When six powerful payments companies separately merged into three organizations in 2019, it signaled that one end of the payments spectrum had dramatically shifted. But the actual payoff seems to have been inconsistent.
Think about the before time. Before the pandemic. Before the lockdowns. Before the cliff-dive of in-store payments. The payments industry in 2019 was about to go through another massive change, one that might have continued to garner headlines in 2020 and 2021 had the Covid-19 pandemic not materialized as it did.
That change was the consolidation among some of the largest payments companies in the world. First Data Corp. and Fiserv Inc. announced their merger in January, followed by FIS Inc. and Worldpay in March and Global Payments Inc. and TSYS in May. The First Data/Fiserv and the FIS/Worldpay deals would close within days of each in July and the Global Payments/TSYS combination in September.
More than three years on, what’s been the impact of these mergers—the companies are known as Fiserv, FIS, and Global Payments now—on these players? On the payments industry?
First, two of the three seemed to weather the pandemic as well as could be expected. The exception was FIS. The Jacksonville, Fla.-based processor announced in December not only a change in its board of directors and the accelerated departure of chief executive Gary A. Norcross, who had spent 34 years climbing the ranks at the company, but a wholesale review of its business.
FIS said that review will include examination of the company’s strategy, businesses, operations, and structure.
Brookfield, Wis.-based Fiserv, by contrast, renewed Frank Bisignano’s contract as chief executive and chairman through December 2027. And Atlanta-based Global Payments expects to close in a couple of months on its latest deal, a $4-billion acquisition of EVO Payments Inc.
All three companies continue to provide services and sell their products to thousands of clients, but their sheer size has proven to be no guarantee of an easy path.
Two Big Questions
So now two big questions loom.

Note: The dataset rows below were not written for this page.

//! Raster-scan acquisition engine.
//!
//! Builds a 2D photon-count map by steering the galvo mirror across a grid
//! of sample coordinates and taking one ODMR photon count at each position.
//!
//! - [`config`] - Validated scan parameters and per-installation bench settings
//! - [`grid`] - Half-open axis generation and x-major visiting order
//! - [`matrix`] - Results with row and column labels in raster order
//! - [`engine`] - The scan loop, its failure policy and cancellation
//!
//! # Example
//!
//! ```no_run
//! use std::sync::Arc;
//! use hardware::mirror::{CalibrationTable, MirrorLink, VoltageCodec};
//! use hardware::odmr::{AcquisitionClient, ClientSettings, RequestSettings};
//! use raster::{ScanConfig, ScanEngine};
//!
//! let calibration = Arc::new(CalibrationTable::from_path("pwm_correction.csv".as_ref())?);
//! let mirror = MirrorLink::connect("/dev/ttyUSB0", 115_200, calibration)?;
//! let counter = AcquisitionClient::connect("192.168.0.2:9100", ClientSettings::default())?;
//!
//! let config = ScanConfig {
//!     x_start: 0.0, x_stop: 10.0, x_step: 1.0,
//!     y_start: 0.0, y_stop: 10.0, y_step: 1.0,
//!     volts_per_micron: 0.1,
//!     integration_seconds: 0.5,
//! };
//! let engine = ScanEngine::new(mirror, counter, VoltageCodec::default(), RequestSettings::default());
//! let report = engine.run(&config)?;
//! println!("{}", report.matrix.counts());
//! # Ok::<(), anyhow::Error>(())
//! ```

pub mod config;
pub mod engine;
pub mod grid;
pub mod matrix;

pub use config::{
    BenchConfig, ConfigError, ScanConfig, ScanEstimate, MAX_INTEGRATION_SECONDS,
    MAX_SCAN_POINTS,
};
pub use engine::{CancelToken, ScanEngine, ScanError, ScanReport, ScanStatus};
pub use grid::{axis_positions, Coordinate, GridPoint, RasterGrid};
pub use matrix::{Cell, ResultMatrix};
//! Ordered photon-count results of a raster scan.

use hardware::odmr::AcquisitionResult;
use ndarray::Array2;
use serde::Serialize;

use crate::grid::{Coordinate, RasterGrid};

/// A result together with the position it was measured at.
#[derive(Debug, Clone, Copy, PartialEq)]
pub struct Cell {
    /// Position in microns
    pub coordinate: Coordinate,
    /// Measured count
    pub result: AcquisitionResult,
}

/// Photon counts in raster order.
///
/// Row `i` corresponds to `x_labels[i]`, column `j` to `y_labels[j]`. The
/// labels always describe the full grid. The rows are filled strictly in
/// visiting order, so an aborted scan holds a prefix of the raster: complete
/// rows followed by at most one partial row.
#[derive(Debug, Clone, PartialEq, Serialize)]
pub struct ResultMatrix {
    x_labels: Vec<f64>,
    y_labels: Vec<f64>,
    rows: Vec<Vec<AcquisitionResult>>,
}

impl ResultMatrix {
    /// Empty matrix labelled for `grid`.
    pub fn new(grid: &RasterGrid) -> Self {
        Self {
            x_labels: grid.xs().to_vec(),
            y_labels: grid.ys().to_vec(),
            rows: Vec::with_capacity(grid.xs().len()),
        }
    }

    /// Append the result for the next point in raster order.
    ///
    /// Returns the `(i, j)` index the result was stored at, or `None` if the
    /// matrix is already full.
    pub fn push(&mut self, result: AcquisitionResult) -> Option<(usize, usize)> {
        let ny = self.y_labels.len();
        if ny == 0 || self.is_complete() {
            return None;
        }
        match self.rows.last_mut() {
            Some(row) if row.len() < ny => row.push(result),
            _ => {
                let mut row = Vec::with_capacity(ny);
                row.push(result);
                self.rows.push(row);
            }
        }
        let i = self.rows.len() - 1;
        Some((i, self.rows[i].len() - 1))
    }

    /// Row labels (X positions, µm).
    pub fn x_labels(&self) -> &[f64] {
        &self.x_labels
    }

    /// Column labels (Y positions, µm).
    pub fn y_labels(&self) -> &[f64] {
        &self.y_labels
    }

    /// Filled rows.
    pub fn rows(&self) -> &[Vec<AcquisitionResult>] {
        &self.rows
    }

    /// Full grid dimensions `(len(xs), len(ys))`.
    pub fn shape(&self) -> (usize, usize) {
        (self.x_labels.len(), self.y_labels.len())
    }

    /// Number of cells filled so far.
    pub fn filled(&self) -> usize {
        self.rows.iter().map(Vec::len).sum()
    }

    /// Whether every cell of the grid has a result.
    pub fn is_complete(&self) -> bool {
        let (nx, ny) = self.shape();
        self.filled() == nx * ny
    }

    /// Number of filled cells without a valid count.
    pub fn invalid_count(&self) -> usize {
        self.rows.iter().flatten().filter(|r| !r.valid).count()
    }

    /// Result at `(i, j)`, if that cell has been filled.
    pub fn get(&self, i: usize, j: usize) -> Option<&AcquisitionResult> {
        self.rows.get(i)?.get(j)
    }

    /// Result at `(i, j)` with its coordinate.
    pub fn cell(&self, i: usize, j: usize) -> Option<Cell> {
        let result = *self.get(i, j)?;
        Some(Cell {
            coordinate: Coordinate {
                x: self.x_labels[i],
                y: self.y_labels[j],
            },
            result,
        })
    }

    /// Dense count array over the full grid; invalid or unfilled cells are 0.
    pub fn counts(&self) -> Array2<u64> {
        Array2::from_shape_fn(self.shape(), |(i, j)| {
            self.get(i, j).map_or(0, |r| r.photon_count)
        })
    }

    /// Dense mask over the full grid; true where a valid count exists.
    pub fn valid_mask(&self) -> Array2<bool> {
        Array2::from_shape_fn(self.shape(), |(i, j)| {
            self.get(i, j).is_some_and(|r| r.valid)
        })
    }
}

#[cfg(test)]
mod tests {
    use super::*;

    fn grid() -> RasterGrid {
        RasterGrid::new(vec![0.0, 1.0], vec![5.0, 6.0, 7.0])
    }

    #[test]
    fn test_push_fills_in_raster_order() {
        let mut m = ResultMatrix::new(&grid());
        let mut indices = Vec::new();
        for n in 0..6 {
            indices.push(m.push(AcquisitionResult::counted(n)).unwrap());
        }
        assert_eq!(
            indices,
            vec![(0, 0), (0, 1), (0, 2), (1, 0), (1, 1), (1, 2)]
        );
        assert!(m.is_complete());
        assert_eq!(m.push(AcquisitionResult::counted(99)), None);
        assert_eq!(m.get(1, 0), Some(&AcquisitionResult::counted(3)));
    }

    #[test]
    fn test_cell_carries_coordinate() {
        let mut m = ResultMatrix::new(&grid());
        for n in 0..5 {
            m.push(AcquisitionResult::counted(n));
        }
        let cell = m.cell(1, 1).unwrap();
        assert_eq!(cell.coordinate, Coordinate { x: 1.0, y: 6.0 });
        assert_eq!(cell.result.photon_count, 4);
        assert_eq!(m.cell(1, 2), None);
    }

    #[test]
    fn test_partial_matrix_dense_views() {
        let mut m = ResultMatrix::new(&grid());
        m.push(AcquisitionResult::counted(10));
        m.push(AcquisitionResult::invalid());
        m.push(AcquisitionResult::counted(30));
        m.push(AcquisitionResult::counted(40));

        assert!(!m.is_complete());
        assert_eq!(m.filled(), 4);
        assert_eq!(m.invalid_count(), 1);

        let counts = m.counts();
        assert_eq!(counts.shape(), &[2, 3]);
        assert_eq!(counts[[0, 0]], 10);
        assert_eq!(counts[[0, 1]], 0);
        assert_eq!(counts[[1, 0]], 40);
        assert_eq!(counts[[1, 2]], 0);

        let mask = m.valid_mask();
        assert!(mask[[0, 0]]);
        assert!(!mask[[0, 1]]);
        assert!(!mask[[1, 1]]);
    }

    #[test]
    fn test_labels_cover_full_grid() {
        let m = ResultMatrix::new(&grid());
        assert_eq!(m.x_labels(), &[0.0, 1.0]);
        assert_eq!(m.y_labels(), &[5.0, 6.0, 7.0]);
        assert_eq!(m.shape(), (2, 3));
        assert_eq!(m.filled(), 0);
    }
}
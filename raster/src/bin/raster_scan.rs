//! Raster-scan bench tool.
//!
//! Subcommands:
//! - `scan`: Run a full raster and print or save the photon-count map
//! - `estimate`: Show grid size and expected duration without hardware
//! - `point`: Steer the mirror to a pair of mechanical angles
//! - `goto`: Steer the mirror to a sample coordinate in microns

use std::path::PathBuf;
use std::sync::Arc;

use anyhow::{Context, Result};
use clap::{Parser, Subcommand};
use hardware::mirror::{CalibrationTable, MirrorDriver, MirrorLink};
use hardware::odmr::AcquisitionClient;
use raster::{BenchConfig, ScanConfig, ScanEngine, ScanStatus};
use tracing::{info, warn};
use tracing_subscriber::EnvFilter;

/// Raster-scan photon-count mapping
#[derive(Parser, Debug)]
#[command(name = "raster_scan")]
#[command(about = "Galvo raster scan with ODMR photon counting")]
#[command(version)]
struct Args {
    /// Bench configuration JSON (defaults are used when omitted)
    #[arg(long, global = true)]
    config: Option<PathBuf>,

    /// Override the mirror controller serial port
    #[arg(long, global = true)]
    port: Option<String>,

    /// Override the ODMR board address (host:port)
    #[arg(long, global = true)]
    odmr_addr: Option<String>,

    /// Override the PWM calibration CSV
    #[arg(long, global = true)]
    calibration: Option<PathBuf>,

    #[command(subcommand)]
    command: Command,
}

/// Grid and timing of one raster
#[derive(clap::Args, Debug)]
struct GridArgs {
    /// First X position (µm)
    #[arg(long, allow_hyphen_values = true)]
    x_start: f64,

    /// Exclusive X bound (µm)
    #[arg(long, allow_hyphen_values = true)]
    x_stop: f64,

    /// X step (µm)
    #[arg(long, default_value = "1.0")]
    x_step: f64,

    /// First Y position (µm)
    #[arg(long, allow_hyphen_values = true)]
    y_start: f64,

    /// Exclusive Y bound (µm)
    #[arg(long, allow_hyphen_values = true)]
    y_stop: f64,

    /// Y step (µm)
    #[arg(long, default_value = "1.0")]
    y_step: f64,

    /// Drive-voltage scale (V/µm)
    #[arg(short = 'k', long, allow_hyphen_values = true)]
    volts_per_micron: f64,

    /// Photon integration time per point (s)
    #[arg(short, long, default_value = "0.5")]
    integration: f64,
}

impl GridArgs {
    fn to_config(&self) -> ScanConfig {
        ScanConfig {
            x_start: self.x_start,
            x_stop: self.x_stop,
            x_step: self.x_step,
            y_start: self.y_start,
            y_stop: self.y_stop,
            y_step: self.y_step,
            volts_per_micron: self.volts_per_micron,
            integration_seconds: self.integration,
        }
    }
}

#[derive(Subcommand, Debug)]
enum Command {
    /// Run a raster scan
    Scan {
        #[command(flatten)]
        grid: GridArgs,

        /// Write the scan report as JSON
        #[arg(short, long)]
        output: Option<PathBuf>,
    },

    /// Estimate scan duration (no hardware)
    Estimate {
        #[command(flatten)]
        grid: GridArgs,
    },

    /// Point the mirror at mechanical angles (degrees)
    Point {
        /// X mechanical angle
        #[arg(long, allow_hyphen_values = true)]
        x_angle: f64,

        /// Y mechanical angle
        #[arg(long, allow_hyphen_values = true)]
        y_angle: f64,

        /// Read and print controller feedback after the move
        #[arg(long)]
        feedback: bool,
    },

    /// Point the mirror at a sample coordinate (µm)
    Goto {
        /// X position (µm)
        #[arg(long, allow_hyphen_values = true)]
        x_um: f64,

        /// Y position (µm)
        #[arg(long, allow_hyphen_values = true)]
        y_um: f64,

        /// Drive-voltage scale (V/µm)
        #[arg(short = 'k', long, allow_hyphen_values = true)]
        volts_per_micron: f64,
    },
}

fn main() -> Result<()> {
    tracing_subscriber::fmt()
        .with_env_filter(
            EnvFilter::try_from_default_env().unwrap_or_else(|_| EnvFilter::new("info")),
        )
        .with_target(false)
        .init();

    let args = Args::parse();
    let bench = load_bench(&args)?;

    match &args.command {
        Command::Scan { grid, output } => run_scan(&bench, &grid.to_config(), output.as_ref()),
        Command::Estimate { grid } => {
            let config = grid.to_config();
            config.check_range(&bench.voltage)?;
            let est = config.estimate(&bench.client_settings()?)?;
            println!("Grid:     {} x {} ({} points)", est.shape.0, est.shape.1, est.points);
            println!("Nominal:  {:.1} s", est.nominal.as_secs_f64());
            println!("Expected: {:.1} s", est.expected.as_secs_f64());
            Ok(())
        }
        Command::Point {
            x_angle,
            y_angle,
            feedback,
        } => {
            let (vx, vy) = bench.voltage.angle_drive(*x_angle, *y_angle);
            info!("Angles ({x_angle}, {y_angle}) deg -> ({vx:.4}, {vy:.4}) V");
            let mut link = open_mirror(&bench)?;
            link.drive(vx, vy)?;
            if *feedback {
                match link.read_feedback(bench.feedback_gain)? {
                    Some(v) => println!("Feedback: {v:.4} V"),
                    None => println!("No feedback received"),
                }
            }
            link.close();
            Ok(())
        }
        Command::Goto {
            x_um,
            y_um,
            volts_per_micron,
        } => {
            let (vx, vy) = bench
                .voltage
                .coordinate_drive(*x_um, *y_um, *volts_per_micron)?;
            info!("Coordinate ({x_um}, {y_um}) um -> ({vx:.4}, {vy:.4}) V");
            let mut link = open_mirror(&bench)?;
            link.drive(vx, vy)?;
            link.close();
            Ok(())
        }
    }
}

fn load_bench(args: &Args) -> Result<BenchConfig> {
    let mut bench = match &args.config {
        Some(path) => BenchConfig::load_from_file(path)
            .with_context(|| format!("Failed to load {}", path.display()))?,
        None => BenchConfig::default(),
    };
    if let Some(port) = &args.port {
        bench.serial_port = port.clone();
    }
    if let Some(addr) = &args.odmr_addr {
        bench.odmr_addr = addr.clone();
    }
    if let Some(path) = &args.calibration {
        bench.calibration_path = path.clone();
    }
    Ok(bench)
}

fn open_mirror(bench: &BenchConfig) -> Result<MirrorLink> {
    let path = &bench.calibration_path;
    let calibration = CalibrationTable::from_path(path)
        .with_context(|| format!("Failed to load {}", path.display()))?;
    let (min, max) = calibration.voltage_range();
    info!("Calibration: {} samples, {min:.3}..{max:.3} V", calibration.len());
    Ok(MirrorLink::connect(
        &bench.serial_port,
        bench.baud_rate,
        Arc::new(calibration),
    )?)
}

fn run_scan(bench: &BenchConfig, config: &ScanConfig, output: Option<&PathBuf>) -> Result<()> {
    // Reject bad parameters before opening any device
    config.check_range(&bench.voltage)?;
    let est = config.estimate(&bench.client_settings()?)?;
    info!(
        "Scanning {} x {} points, expected {:.1} s",
        est.shape.0,
        est.shape.1,
        est.expected.as_secs_f64()
    );

    let mirror = open_mirror(bench)?;
    let counter = AcquisitionClient::connect(bench.odmr_addr.as_str(), bench.client_settings()?)
        .with_context(|| format!("Failed to connect to ODMR board at {}", bench.odmr_addr))?;

    let report = ScanEngine::new(mirror, counter, bench.voltage, bench.request).run(config)?;

    match &report.status {
        ScanStatus::Complete => info!("Scan complete"),
        ScanStatus::Cancelled { completed } => warn!("Scan cancelled after {completed} points"),
        ScanStatus::Aborted { completed, reason } => {
            warn!("Scan aborted after {completed} points: {reason}")
        }
    }
    if report.invalid_points > 0 {
        warn!("{} points without a valid count", report.invalid_points);
    }

    match output {
        Some(path) => {
            let json = serde_json::to_string_pretty(&report)?;
            std::fs::write(path, json)
                .with_context(|| format!("Failed to write {}", path.display()))?;
            info!("Report written to {}", path.display());
        }
        None => println!("{}", report.matrix.counts()),
    }
    Ok(())
}
//! Scan and bench configuration.
//!
//! Two layers of configuration exist:
//!
//! - [`ScanConfig`] describes one raster: the grid in microns, the
//!   micron-to-volt scale and the per-point integration time. It is built
//!   and validated before any hardware is touched.
//! - [`BenchConfig`] holds the per-installation constants: device
//!   addresses, protocol timeouts and the hardware-unit-specific voltage
//!   constants. It is loaded from JSON, every field has a default.

use std::path::{Path, PathBuf};
use std::time::Duration;

use hardware::mirror::{RangeError, VoltageCodec, DEFAULT_BAUD_RATE, DEFAULT_FEEDBACK_GAIN};
use hardware::odmr::{ClientSettings, RequestSettings, DEFAULT_ODMR_ADDR};
use serde::{Deserialize, Serialize};
use thiserror::Error;

use crate::grid::{axis_positions, RasterGrid};

/// Upper bound on grid size; larger grids are almost certainly unit mistakes.
pub const MAX_SCAN_POINTS: usize = 4_000_000;

/// Upper bound on per-point integration time (4 h).
pub const MAX_INTEGRATION_SECONDS: f64 = 14_400.0;

/// Errors in scan or bench configuration.
#[derive(Error, Debug)]
pub enum ConfigError {
    /// A numeric field is NaN or infinite.
    #[error("{field} must be finite, got {value}")]
    NotFinite {
        /// Field name
        field: &'static str,
        /// Offending value
        value: f64,
    },

    /// A step, scale or time that must be positive is not.
    #[error("{field} must be positive, got {value}")]
    NotPositive {
        /// Field name
        field: &'static str,
        /// Offending value
        value: f64,
    },

    /// Stop cannot be reached from start by positive steps.
    #[error("{axis} axis is empty: stop {stop} must exceed start {start}")]
    EmptyAxis {
        /// Axis label
        axis: &'static str,
        /// Start position in microns
        start: f64,
        /// Stop position in microns
        stop: f64,
    },

    /// A time or size exceeds its upper bound.
    #[error("{field} must not exceed {limit}, got {value}")]
    TooLarge {
        /// Field name
        field: &'static str,
        /// Offending value
        value: f64,
        /// Upper bound
        limit: f64,
    },

    /// Grid has more points than [`MAX_SCAN_POINTS`].
    #[error("Scan has {points} points, limit is {MAX_SCAN_POINTS}")]
    TooManyPoints {
        /// Requested point count
        points: usize,
    },

    /// A grid corner maps to a drive voltage beyond the optical limit.
    #[error(transparent)]
    Range(#[from] RangeError),

    /// Bench configuration file could not be read.
    #[error("IO error: {0}")]
    Io(#[from] std::io::Error),

    /// Bench configuration file is not valid JSON for [`BenchConfig`].
    #[error("Parse error: {0}")]
    Parse(#[from] serde_json::Error),
}

fn finite(field: &'static str, value: f64) -> Result<f64, ConfigError> {
    if value.is_finite() {
        Ok(value)
    } else {
        Err(ConfigError::NotFinite { field, value })
    }
}

fn positive(field: &'static str, value: f64) -> Result<f64, ConfigError> {
    if finite(field, value)? > 0.0 {
        Ok(value)
    } else {
        Err(ConfigError::NotPositive { field, value })
    }
}

fn seconds(field: &'static str, value: f64) -> Result<Duration, ConfigError> {
    positive(field, value)?;
    let duration =
        Duration::try_from_secs_f64(value).map_err(|_| ConfigError::NotFinite { field, value })?;
    // Sub-nanosecond values round to zero, which socket timeouts reject
    if duration.is_zero() {
        return Err(ConfigError::NotPositive { field, value });
    }
    Ok(duration)
}

/// One raster scan.
///
/// Axes follow the half-open convention: `start, start + step, ...` while
/// strictly below `stop`.
#[derive(Debug, Clone, Copy, PartialEq, Serialize, Deserialize)]
pub struct ScanConfig {
    /// First X position (µm)
    pub x_start: f64,
    /// Exclusive X bound (µm)
    pub x_stop: f64,
    /// X step (µm)
    pub x_step: f64,
    /// First Y position (µm)
    pub y_start: f64,
    /// Exclusive Y bound (µm)
    pub y_stop: f64,
    /// Y step (µm)
    pub y_step: f64,
    /// Drive-voltage scale of the optics
    pub volts_per_micron: f64,
    /// Photon integration time per point (s)
    pub integration_seconds: f64,
}

impl ScanConfig {
    /// Check every field and the grid size.
    pub fn validate(&self) -> Result<(), ConfigError> {
        finite("x_start", self.x_start)?;
        finite("x_stop", self.x_stop)?;
        finite("y_start", self.y_start)?;
        finite("y_stop", self.y_stop)?;
        positive("x_step", self.x_step)?;
        positive("y_step", self.y_step)?;
        seconds("integration_seconds", self.integration_seconds)?;
        if self.integration_seconds > MAX_INTEGRATION_SECONDS {
            return Err(ConfigError::TooLarge {
                field: "integration_seconds",
                value: self.integration_seconds,
                limit: MAX_INTEGRATION_SECONDS,
            });
        }

        if finite("volts_per_micron", self.volts_per_micron)? == 0.0 {
            return Err(ConfigError::NotPositive {
                field: "volts_per_micron",
                value: self.volts_per_micron,
            });
        }

        for (axis, start, stop) in [
            ("x", self.x_start, self.x_stop),
            ("y", self.y_start, self.y_stop),
        ] {
            if stop <= start {
                return Err(ConfigError::EmptyAxis { axis, start, stop });
            }
        }

        let points = self.axis_len(self.x_start, self.x_stop, self.x_step)
            .saturating_mul(self.axis_len(self.y_start, self.y_stop, self.y_step));
        if points > MAX_SCAN_POINTS {
            return Err(ConfigError::TooManyPoints { points });
        }
        Ok(())
    }

    fn axis_len(&self, start: f64, stop: f64, step: f64) -> usize {
        ((stop - start) / step).ceil() as usize
    }

    /// Integration time as a duration.
    pub fn integration(&self) -> Result<Duration, ConfigError> {
        self.validate()?;
        seconds("integration_seconds", self.integration_seconds)
    }

    /// Validate and generate the raster grid.
    pub fn grid(&self) -> Result<RasterGrid, ConfigError> {
        self.validate()?;
        Ok(RasterGrid::new(
            axis_positions(self.x_start, self.x_stop, self.x_step),
            axis_positions(self.y_start, self.y_stop, self.y_step),
        ))
    }

    /// Reject grids whose corners exceed the codec's optical limit.
    ///
    /// The coordinate to voltage map is linear, so checking the extreme
    /// coordinates of each axis covers every point.
    pub fn check_range(&self, codec: &VoltageCodec) -> Result<(), ConfigError> {
        let grid = self.grid()?;
        for (x, y) in grid.corners() {
            codec.coordinate_drive(x, y, self.volts_per_micron)?;
        }
        Ok(())
    }

    /// Pre-flight duration estimate.
    pub fn estimate(&self, settings: &ClientSettings) -> Result<ScanEstimate, ConfigError> {
        let grid = self.grid()?;
        let integration = self.integration()?;
        let points = grid.len();
        let per_point = settings
            .settle_time(integration)
            .saturating_add(settings.poll_delay);
        Ok(ScanEstimate {
            shape: grid.shape(),
            points,
            nominal: integration.saturating_mul(points as u32),
            expected: per_point.saturating_mul(points as u32),
        })
    }
}

/// How long a scan will take, before it starts.
#[derive(Debug, Clone, Copy, PartialEq, Eq)]
pub struct ScanEstimate {
    /// `(len(xs), len(ys))`
    pub shape: (usize, usize),
    /// Total number of points
    pub points: usize,
    /// Points × integration time
    pub nominal: Duration,
    /// Including settle margin and poll delay per point
    pub expected: Duration,
}

/// Per-installation constants.
#[derive(Debug, Clone, PartialEq, Serialize, Deserialize)]
#[serde(default)]
pub struct BenchConfig {
    /// Mirror controller serial port
    pub serial_port: String,
    /// Mirror controller baud rate
    pub baud_rate: u32,
    /// ODMR board `host:port`
    pub odmr_addr: String,
    /// PWM calibration CSV
    pub calibration_path: PathBuf,
    /// TCP connect timeout (s)
    pub connect_timeout_s: f64,
    /// Start request timeout (s)
    pub request_timeout_s: f64,
    /// Poll timeout (s)
    pub poll_timeout_s: f64,
    /// Delay between poll send and receive (s)
    pub poll_delay_s: f64,
    /// Wait after start as a multiple of integration time
    pub settle_multiplier: f64,
    /// ADC feedback divider gain
    pub feedback_gain: f64,
    /// Voltage conversion constants
    pub voltage: VoltageCodec,
    /// RF settings for photon-count requests
    pub request: RequestSettings,
}

impl Default for BenchConfig {
    fn default() -> Self {
        let client = ClientSettings::default();
        Self {
            serial_port: "/dev/ttyUSB0".to_string(),
            baud_rate: DEFAULT_BAUD_RATE,
            odmr_addr: DEFAULT_ODMR_ADDR.to_string(),
            calibration_path: PathBuf::from("pwm_correction.csv"),
            connect_timeout_s: client.connect_timeout.as_secs_f64(),
            request_timeout_s: client.request_timeout.as_secs_f64(),
            poll_timeout_s: client.poll_timeout.as_secs_f64(),
            poll_delay_s: client.poll_delay.as_secs_f64(),
            settle_multiplier: client.settle_multiplier,
            feedback_gain: DEFAULT_FEEDBACK_GAIN,
            voltage: VoltageCodec::default(),
            request: RequestSettings::default(),
        }
    }
}

impl BenchConfig {
    /// Load from a JSON file. Missing fields take their defaults.
    pub fn load_from_file(path: &Path) -> Result<Self, ConfigError> {
        let contents = std::fs::read_to_string(path)?;
        let config: Self = serde_json::from_str(&contents)?;
        config.client_settings()?;
        Ok(config)
    }

    /// Save as pretty-printed JSON.
    pub fn save_to_file(&self, path: &Path) -> Result<(), ConfigError> {
        let json = serde_json::to_string_pretty(self)?;
        std::fs::write(path, json)?;
        Ok(())
    }

    /// Session timing derived from this configuration.
    pub fn client_settings(&self) -> Result<ClientSettings, ConfigError> {
        let poll_delay = if self.poll_delay_s == 0.0 {
            Duration::ZERO
        } else {
            seconds("poll_delay_s", self.poll_delay_s)?
        };
        Ok(ClientSettings {
            connect_timeout: seconds("connect_timeout_s", self.connect_timeout_s)?,
            request_timeout: seconds("request_timeout_s", self.request_timeout_s)?,
            poll_timeout: seconds("poll_timeout_s", self.poll_timeout_s)?,
            poll_delay,
            settle_multiplier: positive("settle_multiplier", self.settle_multiplier)?,
        })
    }
}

Have these megamergers paid off as their proponents said they would? Also, how have they affected the payments industry overall?
“It has definitely changed the playing field,” says Thad Peterson, strategic advisor at Aite-Novarica Group in Boston. “The mergers have helped the industry because the combined companies can take the best-of-breed solutions from their partner organizations and also identify synergies that might arise between traditional banking platforms and their payment acquisitions.”
Even with all that activity among these very large companies, their shadows don’t extend across the entire payments industry, often leaving opportunities for creative organizations to develop new products and services.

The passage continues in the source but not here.